Le sens de la décision dans l'affaire du Temple de Sabarimala pour l'Inde, pays où les traditions religieuses ont un poids exceptionnel, est sans équivoque, car c'est un signal décisif et dans l'espace de toute la nation, dont la portée va bien au-delà d'un tribunal La décision est intervenue en 2016 dans l'État du Maharashtra, où le tribunal de Bombay avait déjà statué pour le droit des femmes d'entrer dans le temple de Shingnapur, de confession hindoue. Cette même Cour, toujours en 2016, a accordé l'accès à la mosquée Haji Ali Dargah, en réponse à une requête d'un mouvement de femmes musulmanes.

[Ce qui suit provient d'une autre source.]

//! Approval records
//!
//! Two kinds: talent approvals (one per unique campaign/show/talent
//! combination, created at the talent-approval milestone) and campaign
//! approvals (created at the admin-approval milestone, gating the 100%
//! transition for non-privileged actors).

use crate::campaign::{Cents, SpotType};
use crate::context::Role;
use crate::ids::{ApprovalId, CampaignId, ShowId, TalentId, TenantId, UserId};
use chrono::{DateTime, Duration, Utc};
use serde::{Deserialize, Serialize};

/// Days a talent approval request stays open before lapsing
pub const TALENT_APPROVAL_WINDOW_DAYS: i64 = 7;

#[derive(Clone, Copy, Debug, PartialEq, Eq, Serialize, Deserialize)]
#[serde(rename_all = "snake_case")]
pub enum ApprovalStatus {
    Pending,
    Approved,
    Denied,
}

/// Snapshot of what the talent is being asked to approve
#[derive(Clone, Debug, Default, Serialize, Deserialize)]
pub struct TalentApprovalSummary {
    pub spot_count: usize,
    pub total_value: Cents,
    #[serde(skip_serializing_if = "Option::is_none")]
    pub first_air_date: Option<DateTime<Utc>>,
    #[serde(skip_serializing_if = "Option::is_none")]
    pub last_air_date: Option<DateTime<Utc>>,
}

/// A request for a talent to approve reading spots for a campaign
#[derive(Clone, Debug, Serialize, Deserialize)]
pub struct TalentApprovalRequest {
    pub id: ApprovalId,
    pub tenant_id: TenantId,
    pub campaign_id: CampaignId,
    pub show_id: ShowId,
    pub talent_id: TalentId,
    pub spot_type: SpotType,
    pub status: ApprovalStatus,
    pub expires_at: DateTime<Utc>,
    pub summary: TalentApprovalSummary,
    pub created_at: DateTime<Utc>,
}

impl TalentApprovalRequest {
    pub fn new(
        tenant_id: TenantId,
        campaign_id: CampaignId,
        show_id: ShowId,
        talent_id: TalentId,
        spot_type: SpotType,
        summary: TalentApprovalSummary,
    ) -> Self {
        let now = Utc::now();
        Self {
            id: ApprovalId::generate(),
            tenant_id,
            campaign_id,
            show_id,
            talent_id,
            spot_type,
            status: ApprovalStatus::Pending,
            expires_at: now + Duration::days(TALENT_APPROVAL_WINDOW_DAYS),
            summary,
            created_at: now,
        }
    }

    pub fn is_expired(&self, now: DateTime<Utc>) -> bool {
        now >= self.expires_at
    }

    /// Pending or approved and not yet lapsed — the existence of such a
    /// request is what makes repeated milestone firing idempotent
    pub fn is_open(&self, now: DateTime<Utc>) -> bool {
        matches!(
            self.status,
            ApprovalStatus::Pending | ApprovalStatus::Approved
        ) && !self.is_expired(now)
    }
}

/// An admin approval gating a campaign's move to 100%
#[derive(Clone, Debug, Serialize, Deserialize)]
pub struct CampaignApproval {
    pub id: ApprovalId,
    pub tenant_id: TenantId,
    pub campaign_id: CampaignId,
    pub status: ApprovalStatus,
    pub required_roles: Vec<Role>,
    pub requested_by: UserId,
    pub requested_at: DateTime<Utc>,
    /// Rate-card variance at request time, carried on the approval and
    /// its notification so the approver sees how far off rate card the
    /// deal is
    pub rate_card_variance_pct: f64,
    #[serde(skip_serializing_if = "Option::is_none")]
    pub resolved_at: Option<DateTime<Utc>>,
    #[serde(skip_serializing_if = "Option::is_none")]
    pub resolved_by: Option<UserId>,
}

impl CampaignApproval {
    pub fn new(
        tenant_id: TenantId,
        campaign_id: CampaignId,
        required_roles: Vec<Role>,
        requested_by: UserId,
        rate_card_variance_pct: f64,
    ) -> Self {
        Self {
            id: ApprovalId::generate(),
            tenant_id,
            campaign_id,
            status: ApprovalStatus::Pending,
            required_roles,
            requested_by,
            requested_at: Utc::now(),
            rate_card_variance_pct,
            resolved_at: None,
            resolved_by: None,
        }
    }
}

#[cfg(test)]
mod tests {
    use super::*;

    fn request(status: ApprovalStatus) -> TalentApprovalRequest {
        let mut r = TalentApprovalRequest::new(
            TenantId::new("acme"),
            CampaignId::new("c1"),
            ShowId::new("show-a"),
            TalentId::new("t1"),
            SpotType::HostRead,
            TalentApprovalSummary::default(),
        );
        r.status = status;
        r
    }

    #[test]
    fn test_open_states() {
        let now = Utc::now();
        assert!(request(ApprovalStatus::Pending).is_open(now));
        assert!(request(ApprovalStatus::Approved).is_open(now));
        assert!(!request(ApprovalStatus::Denied).is_open(now));
    }

    #[test]
    fn test_expired_request_is_not_open() {
        let r = request(ApprovalStatus::Pending);
        assert!(!r.is_open(Utc::now() + Duration::days(8)));
    }

    #[test]
    fn test_window_is_seven_days() {
        let r = request(ApprovalStatus::Pending);
        assert_eq!(
            (r.expires_at - r.created_at).num_days(),
            TALENT_APPROVAL_WINDOW_DAYS
        );
    }
}
//! The workflow evaluator: the engine's inbound interface.
//!
//! Entity-mutation handlers call [`WorkflowEvaluator::evaluate_transition`]
//! with a context describing the change. Evaluations for the same entity
//! id are serialized through a keyed async mutex before crossings are
//! computed; without it two concurrent probability updates can both
//! observe "not yet crossed" and double-fire a milestone's actions.

use crate::executor::{ActionExecutors, ActionOutcome};
use crate::matcher::RuleSet;
use crate::state_machine::{
    check_booking_gate, check_rejection_gate, check_role_gate, check_talent_preconditions,
    compute_crossings,
};
use crate::telemetry::WorkflowTelemetry;
use crate::{WorkflowError, WorkflowResult};
use adflow_config::{ConfigRegistry, Milestone, TenantConfig};
use adflow_storage::WorkflowStorage;
use adflow_types::{
    AutomationRule, CampaignId, EntityId, EntityType, FailureMode, Notification, NotificationKind,
    ReservationStatus, WorkflowContext, WorkflowId,
};
use chrono::Utc;
use std::collections::HashMap;
use std::sync::Arc;
use tokio::sync::{Mutex, OwnedMutexGuard};

/// What one evaluation did, for callers, logs, and tests. Partial
/// action failures appear here and in logs only; they are never
/// surfaced to the end user.
#[derive(Clone, Debug, Default)]
pub struct EvaluationReport {
    pub crossed: Vec<Milestone>,
    pub rules_matched: usize,
    /// Action kind names, in execution order
    pub executed: Vec<&'static str>,
    pub skipped: Vec<&'static str>,
    pub failed: Vec<&'static str>,
}

/// What an explicit rejection rolled back.
#[derive(Clone, Copy, Debug, Default)]
pub struct RejectionReport {
    pub reservations_released: usize,
    pub approvals_denied: usize,
    pub notifications_cleared: u64,
    pub fallback_probability: u8,
}

/// Per-entity serialization primitive. Guards are handed out per
/// entity id; holding one blocks every other evaluation for that id.
#[derive(Default)]
struct EntityLocks {
    inner: Mutex<HashMap<EntityId, Arc<Mutex<()>>>>,
}

impl EntityLocks {
    async fn acquire(&self, id: &EntityId) -> OwnedMutexGuard<()> {
        let lock = {
            let mut map = self.inner.lock().await;
            // An entry whose only owner is the map has no holder and no
            // waiter; drop it so the map does not grow with every
            // entity id ever evaluated.
            map.retain(|_, lock| Arc::strong_count(lock) > 1);
            map.entry(id.clone())
                .or_insert_with(|| Arc::new(Mutex::new(())))
                .clone()
        };
        lock.lock_owned().await
    }
}

pub struct WorkflowEvaluator<S> {
    store: Arc<S>,
    configs: ConfigRegistry,
    rules: RuleSet,
    executors: ActionExecutors<S>,
    telemetry: Arc<WorkflowTelemetry>,
    locks: EntityLocks,
}

impl<S: WorkflowStorage> WorkflowEvaluator<S> {
    pub fn new(store: Arc<S>, configs: ConfigRegistry, rules: RuleSet) -> Self {
        Self {
            executors: ActionExecutors::new(store.clone()),
            store,
            configs,
            rules,
            telemetry: Arc::new(WorkflowTelemetry::new()),
            locks: EntityLocks::default(),
        }
    }

    pub fn with_telemetry(mut self, telemetry: Arc<WorkflowTelemetry>) -> Self {
        self.telemetry = telemetry;
        self
    }

    pub fn telemetry(&self) -> &Arc<WorkflowTelemetry> {
        &self.telemetry
    }

    /// Evaluate one transition. Gate and precondition failures return
    /// an error with nothing committed; isolated action failures are
    /// reported in the returned report only.
    pub async fn evaluate_transition(
        &self,
        ctx: WorkflowContext,
    ) -> WorkflowResult<EvaluationReport> {
        let _guard = self.locks.acquire(&ctx.entity_id).await;

        let workflow_id = WorkflowId::generate();
        let workflow_type = workflow_type_of(ctx.entity_type);
        let start = self.telemetry.start_workflow(&workflow_id, workflow_type);

        let result = self.run_transition(&ctx).await;
        match &result {
            Ok(report) => {
                tracing::info!(
                    entity_id = %ctx.entity_id,
                    crossed = report.crossed.len(),
                    executed = report.executed.len(),
                    skipped = report.skipped.len(),
                    failed = report.failed.len(),
                    "transition evaluated"
                );
                self.telemetry
                    .end_workflow(&workflow_id, workflow_type, start, true);
            }
            Err(err) => {
                self.telemetry.error(&workflow_id, workflow_type, err, &ctx);
                self.telemetry
                    .end_workflow(&workflow_id, workflow_type, start, false);
            }
        }
        result
    }

    async fn run_transition(&self, ctx: &WorkflowContext) -> WorkflowResult<EvaluationReport> {
        // Configuration is read fresh per evaluation; a tenant may
        // change thresholds between campaigns.
        let config = self.configs.get(&ctx.tenant_id);

        match (ctx.entity_type, ctx.previous_probability, ctx.new_probability) {
            (EntityType::Campaign, Some(old), Some(new)) => {
                self.run_campaign_transition(ctx, &config, old, new).await
            }
            (EntityType::Campaign, _, _) => Err(WorkflowError::InvalidContext(
                "campaign transition without old/new probability".to_string(),
            )),
            _ => {
                // Non-campaign entities match rules on the state pair
                // directly; there is no crossing computation.
                let mut report = EvaluationReport::default();
                let matched = self.rules.matching(ctx);
                report.rules_matched = matched.len();
                for rule in matched {
                    self.run_rule_actions(rule, ctx, &config, &mut report)
                        .await?;
                }
                Ok(report)
            }
        }
    }

    async fn run_campaign_transition(
        &self,
        ctx: &WorkflowContext,
        config: &TenantConfig,
        old: u8,
        new: u8,
    ) -> WorkflowResult<EvaluationReport> {
        let campaign_id = CampaignId::new(ctx.entity_id.as_str());
        let crossings = compute_crossings(&config.schedule, ctx)?;
        check_role_gate(config, ctx, &crossings)?;

        if crossings.contains(&Milestone::AdminApproval) {
            let requests = self
                .store
                .talent_approvals_for_campaign(&ctx.tenant_id, &campaign_id)
                .await?;
            check_talent_preconditions(ctx, &crossings, &requests, Utc::now())?;
        }

        if crossings.contains(&Milestone::OrderCreation) {
            let approval = self
                .store
                .latest_campaign_approval(&ctx.tenant_id, &campaign_id)
                .await?;
            check_booking_gate(ctx, &crossings, approval.as_ref())?;
        }

        let mut report = EvaluationReport {
            crossed: crossings.clone(),
            ..Default::default()
        };

        let previous_label = config.schedule.status_label(old);
        for milestone in &crossings {
            let step_ctx = ctx.for_states(previous_label, milestone.status_label());
            let matched = self.rules.matching(&step_ctx);
            report.rules_matched += matched.len();
            for rule in matched {
                self.run_rule_actions(rule, &step_ctx, config, &mut report)
                    .await?;
            }
        }

        // Commit the probability and its status projection together,
        // after all gates and fatal actions have passed.
        self.store
            .set_campaign_state(
                &ctx.tenant_id,
                &campaign_id,
                new,
                config.schedule.status_label(new),
            )
            .await?;
        Ok(report)
    }

    async fn run_rule_actions(
        &self,
        rule: &AutomationRule,
        ctx: &WorkflowContext,
        config: &TenantConfig,
        report: &mut EvaluationReport,
    ) -> WorkflowResult<()> {
        for action in &rule.actions {
            let kind = action.kind_name();
            match self.executors.execute(action, ctx, config).await {
                Ok(ActionOutcome::Executed) => report.executed.push(kind),
                Ok(ActionOutcome::Skipped) => report.skipped.push(kind),
                Err(err) => {
                    if action.failure_mode() == FailureMode::Fatal {
                        return Err(WorkflowError::FatalAction {
                            action: kind,
                            reason: err.to_string(),
                        });
                    }
                    tracing::warn!(
                        rule = %rule.name,
                        action = kind,
                        entity_id = %ctx.entity_id,
                        error = %err,
                        "action failed, continuing with remaining actions"
                    );
                    report.failed.push(kind);
                }
            }
        }
        Ok(())
    }

    /// Explicit rejection from the admin-approval state back to the
    /// rejection-fallback state. Bypasses crossing detection and runs
    /// its own rollback set: release every held reservation, deny
    /// pending campaign approvals, clear pending approval
    /// notifications, then commit the fallback state.
    pub async fn reject_campaign(&self, ctx: WorkflowContext) -> WorkflowResult<RejectionReport> {
        let _guard = self.locks.acquire(&ctx.entity_id).await;

        let workflow_id = WorkflowId::generate();
        let start = self
            .telemetry
            .start_workflow(&workflow_id, "campaign_rejection");

        let result = self.run_rejection(&ctx).await;
        match &result {
            Ok(report) => {
                tracing::info!(
                    entity_id = %ctx.entity_id,
                    reservations_released = report.reservations_released,
                    approvals_denied = report.approvals_denied,
                    notifications_cleared = report.notifications_cleared,
                    "campaign rejected"
                );
                self.telemetry
                    .end_workflow(&workflow_id, "campaign_rejection", start, true);
            }
            Err(err) => {
                self.telemetry
                    .error(&workflow_id, "campaign_rejection", err, &ctx);
                self.telemetry
                    .end_workflow(&workflow_id, "campaign_rejection", start, false);
            }
        }
        result
    }

    async fn run_rejection(&self, ctx: &WorkflowContext) -> WorkflowResult<RejectionReport> {
        let config = self.configs.get(&ctx.tenant_id);
        check_rejection_gate(&config, ctx)?;

        let campaign_id = CampaignId::new(ctx.entity_id.as_str());
        let campaign = self.store.get_campaign(&ctx.tenant_id, &campaign_id).await?;

        let mut report = RejectionReport::default();

        // Full release of every held reservation. Partial re-negotiation
        // is a product question; full release is the safe default.
        for reservation in self
            .store
            .reservations_for_campaign(&ctx.tenant_id, &campaign_id)
            .await?
        {
            if reservation.status == ReservationStatus::Held {
                self.store
                    .set_reservation_status(
                        &ctx.tenant_id,
                        &reservation.id,
                        ReservationStatus::Released,
                    )
                    .await?;
                report.reservations_released += 1;
            }
        }

        while let Some(approval) = self
            .store
            .pending_campaign_approval(&ctx.tenant_id, &campaign_id)
            .await?
        {
            self.store
                .set_campaign_approval_status(
                    &ctx.tenant_id,
                    &approval.id,
                    adflow_types::ApprovalStatus::Denied,
                    &ctx.actor_id,
                )
                .await?;
            report.approvals_denied += 1;
        }

        report.notifications_cleared = self
            .store
            .clear_entity_notifications(&ctx.tenant_id, &ctx.entity_id, NotificationKind::Approval)
            .await?;

        let fallback = config.schedule.threshold(Milestone::RejectionFallback);
        self.store
            .set_campaign_state(
                &ctx.tenant_id,
                &campaign_id,
                fallback,
                Milestone::RejectionFallback.status_label(),
            )
            .await?;
        report.fallback_probability = fallback;

        if config.notifications_enabled {
            let notification = Notification::new(
                ctx.tenant_id.clone(),
                campaign.owner_id.clone(),
                "Campaign rejected",
                format!(
                    "Campaign {} was rejected and fell back to {}% probability.",
                    campaign.name, fallback
                ),
                NotificationKind::Workflow,
            )
            .about(ctx.entity_id.clone());
            if let Err(err) = self.store.create_notification(notification).await {
                tracing::warn!(
                    entity_id = %ctx.entity_id,
                    error = %err,
                    "rejection notification write failed"
                );
            }
        }

        Ok(report)
    }
}

fn workflow_type_of(entity_type: EntityType) -> &'static str {
    match entity_type {
        EntityType::Campaign => "campaign_transition",
        EntityType::Order => "order_transition",
        EntityType::Contract => "contract_transition",
        EntityType::Approval => "approval_transition",
        EntityType::Episode => "episode_transition",
    }
}
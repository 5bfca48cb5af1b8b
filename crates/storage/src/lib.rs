//! Storage contracts for the adflow workflow engine.
//!
//! This crate defines the persistence surface the engine runs against:
//! - campaigns and their scheduled spots
//! - reservations, talent approvals, campaign approvals
//! - orders, contracts, invoices, recurring schedules
//! - the tenant user directory and tasks
//! - the fire-and-forget notification sink
//!
//! Design stance:
//! - Every operation is tenant-scoped; derived records are always
//!   attributable to the tenant that triggered them.
//! - A transactional backend is the source of truth in production; the
//!   in-memory adapter here is the deterministic reference used by the
//!   engine's tests.

#![deny(unsafe_code)]

mod error;
pub mod memory;
mod traits;

pub use error::{StorageError, StorageResult};
pub use memory::InMemoryWorkflowStore;
pub use traits::{
    ApprovalStore, CampaignStore, ContractStore, DirectoryStore, InvoiceStore, NotificationSink,
    OrderStore, ReservationStore, WorkflowStorage,
};
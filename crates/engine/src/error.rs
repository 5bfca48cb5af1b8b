use adflow_billing::BillingError;
use adflow_storage::StorageError;
use thiserror::Error;

pub type WorkflowResult<T> = Result<T, WorkflowError>;

/// Engine-level errors surfaced to the caller of a transition.
///
/// Per-action failures in isolate mode never appear here; they are
/// logged and reported through the evaluation report only.
#[derive(Debug, Error)]
pub enum WorkflowError {
    #[error("storage error: {0}")]
    Storage(#[from] StorageError),

    #[error("billing error: {0}")]
    Billing(#[from] BillingError),

    /// The actor's role is not allowed to drive this transition.
    #[error("transition denied: {0}")]
    TransitionDenied(String),

    /// An entity precondition blocks the transition; nothing was
    /// committed.
    #[error("precondition violation: {0}")]
    PreconditionViolation(String),

    /// A fatal-mode action failed, failing the whole transition.
    #[error("fatal action {action} failed: {reason}")]
    FatalAction { action: &'static str, reason: String },

    #[error("invalid context: {0}")]
    InvalidContext(String),
}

Cependant, il va sans dire que l'affaire Sabarimala aura des répercussions bien au-delà de l'Inde, car elle rappelle qu'au nom de garanties constitutionnelles on peut entrer dans le temple, ses procédures et même ses rituels, non seulement pour garantir la vie ou l'intégrité, mais également pour garantir d'autres droits fondamentaux, tels que l'égalité des sexes. L'émergence démocratique en Inde opère ainsi dans tous les espaces de cette grande nation et modernise les rapports sociaux, jusque dans les lieux sacrés.
De cette manière, la citoyenneté s'élargit rapidement, en faisant fondre les vieux dogmes et les divisions sociales, qui se sont construits au cours des siècles d'économie agraire et qui ont été renforcés par les pratiques néfastes de la cruelle implantation coloniale de l'Empire britannique. Ainsi émerge une société civile puissante, consciente de ses droits et de la contestation démocratique.
De plus, on voit, par la compétence et l'équilibre dont la Cour suprême de l'Inde a fait preuve dans cet épisode, qu'elle n'est pas n'importe laquelle. Il convient de souligner ce fait, en particulier lorsque de nombreux Brésiliens s'efforcent, déguisés en opérateurs juridiques, de copier les enseignements de certains tribunaux et législations, simplement parce qu'ils viennent de pays qui semblent encore être au centre d'eux.
*José Verissimo Teixeira da Mata, conseiller à la chambre des députés, est titulaire d'une maîtrise en philosophie de l'Université de São Paulo (USP). Il a traduit, entre autres livres, De l'interprétation, d'Aristote (Unesp).
Références
Décision de la Cour suprême de l'Inde dans l'affaire Sabarimala. Disponible en www.supremecourtofindia.nic.in
A Constitution de l'Inde. Disponible en www.india.gov.in/my-government/constitution-india
Le Verdict Sabarimala établit la suprématie de la morale constitutionnelle. Article de TKA Nair sur Hindustantimes.
Sabarimala : Le SC porte un nouveau coup en faveur de l'égalité des sexes. The Hindustantimes, éditorial.
Inde : arrestation de 2000 traditionalistes empêchant aux femmes d'accéder à un temple. Le monde, Paris.